United Kingdom residents could soon find it harder to access welfare money, after the nation's finance minister makes multi-billion-pound cuts to several government departments.
Chancellor of the Exchequer Rachel Reeves signaled the impending cuts on Wednesday, when she sent her calculations to the government's official forecaster, the Office for Budget Responsibility, or OBR, ahead of her Spring Statement on March 26.
Her calculations, which the OBR assesses in line with UK law, indicate the government's so-called financial buffer has disappeared and that cuts to welfare payments and other government departments will be needed if she is to balance the books.
According to the OBR, the financial buffer stood at 9.9 billion pounds ($12.7 billion) in October, when Reeves delivered her most recent budget.
UK broadcaster the BBC said its sources at the OBR said the buffer had eroded since then, due to a range of factors that include high inflation and high borrowing costs in the UK and global influences such as trade tariff s.
Reeves' department, the Treasury, said in its statement to the OBR that the situation leaves the government with no choice other than to introduce "major measures", such as tax hikes and spending cuts, in the Spring Statement, which is a sort of mini-budget.
Reeves has ruled out borrowing more money to make up the shortfall because the government is committed to reducing the UK's national debt. She is also understood to be against announcing major tax hikes.
Justice Secretary Shabana Mahmood told the BBC's Today program on Wednesday that welfare cuts seem to be the way forward, and that they are needed, not only to balance the books but because there has been a "huge rise in the welfare budget".
She said many young people now claim benefits instead of targeting either work, education, or training.
"There's a moral case here for making sure that people who can work are able to work and there's a practical point here as well, because our current situation is unsustainable," she said.
The UK's Work and Pensions Secretary Liz Kendall will outline the detail of the looming welfare cuts in the coming weeks.

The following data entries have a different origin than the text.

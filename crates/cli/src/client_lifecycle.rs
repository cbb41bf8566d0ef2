// SPDX-License-Identifier: BUSL-1.1
// Copyright (c) 2026 Alfred Jean LLC

//! Daemon lifecycle and diagnostic logging for the CLI client.

use std::path::PathBuf;

use crate::client::{timeout_exit, ClientError, DaemonClient};
use crate::daemon_process::{
    cleanup_stale_pid, daemon_dir, daemon_socket, force_kill_daemon, process_exists,
    read_daemon_pid, wait_for_exit,
};

/// Stop the daemon (graceful first, then forceful).
/// Returns true if the daemon was stopped, false if it wasn't running.
pub async fn daemon_stop() -> Result<bool, ClientError> {
    let client = match DaemonClient::connect() {
        Ok(c) => c,
        Err(ClientError::DaemonNotRunning) => {
            if let Ok(dir) = daemon_dir() {
                cleanup_stale_pid(&dir);
            }
            return Ok(false);
        }
        Err(e) => return Err(e),
    };

    let shutdown_result = client.shutdown().await;

    if let Some(pid) = read_daemon_pid()? {
        if shutdown_result.is_ok() {
            wait_for_exit(pid, timeout_exit()).await;
        }

        if process_exists(pid) {
            force_kill_daemon(pid);
            wait_for_exit(pid, timeout_exit()).await;
        }
    }

    if let Ok(dir) = daemon_dir() {
        cleanup_stale_pid(&dir);
    }

    Ok(true)
}

/// Write a diagnostic message to `~/.local/state/ty/cli.log`.
fn write_cli_log(message: String) {
    use std::io::Write;
    use std::time::SystemTime;

    let log_path = daemon_dir()
        .unwrap_or_else(|_| {
            std::env::var("HOME")
                .map(|h| PathBuf::from(h).join(".local/state/ty"))
                .unwrap_or_else(|_| PathBuf::from("/tmp"))
        })
        .join("cli.log");

    if let Some(parent) = log_path.parent() {
        let _ = std::fs::create_dir_all(parent);
    }

    if let Ok(mut file) = std::fs::OpenOptions::new().create(true).append(true).open(&log_path) {
        let timestamp = SystemTime::now()
            .duration_since(SystemTime::UNIX_EPOCH)
            .map(|d| d.as_secs())
            .unwrap_or(0);
        let pid = std::process::id();
        let cwd = std::env::current_dir()
            .map(|p| p.display().to_string())
            .unwrap_or_else(|_| "(unknown)".to_string());
        let state_dir = std::env::var("TY_STATE_DIR").unwrap_or_else(|_| "(not set)".to_string());

        let _ = writeln!(
            file,
            "[ts={timestamp}] pid={pid} cwd={cwd} TY_STATE_DIR={state_dir} {message}"
        );
    }
}

/// Log a connection error for debugging.
///
/// Writes diagnostic info to `~/.local/state/ty/cli.log` when the CLI fails
/// to connect to the daemon. This helps debug issues in spawned agents where
/// stdout/stderr may not be visible.
pub fn log_connection_error(error: &ClientError) {
    let socket_path = daemon_socket().map(|p| p.display().to_string()).unwrap_or_else(|_| "(unknown)".to_string());
    write_cli_log(format!("socket={socket_path} error={error}"));
}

The Evening Standard newspaper said Kendall told her colleagues in the Cabinet on Tuesday that the UK now has 2.8 million people who are not working and claiming benefits because of ill-health. And she said one young person in every eight has opted not to seek education, training, or employment.
The UK's generous welfare system means the nation has paid out an additional 20 billion pounds in sickness and disability benefits since the novel coronavirus pandemic began, she added.
The United Kingdom currently spends around 137 billion pounds a year on welfare payments and about 9 million working-age residents out of the population of 67 million are said to be economically inactive.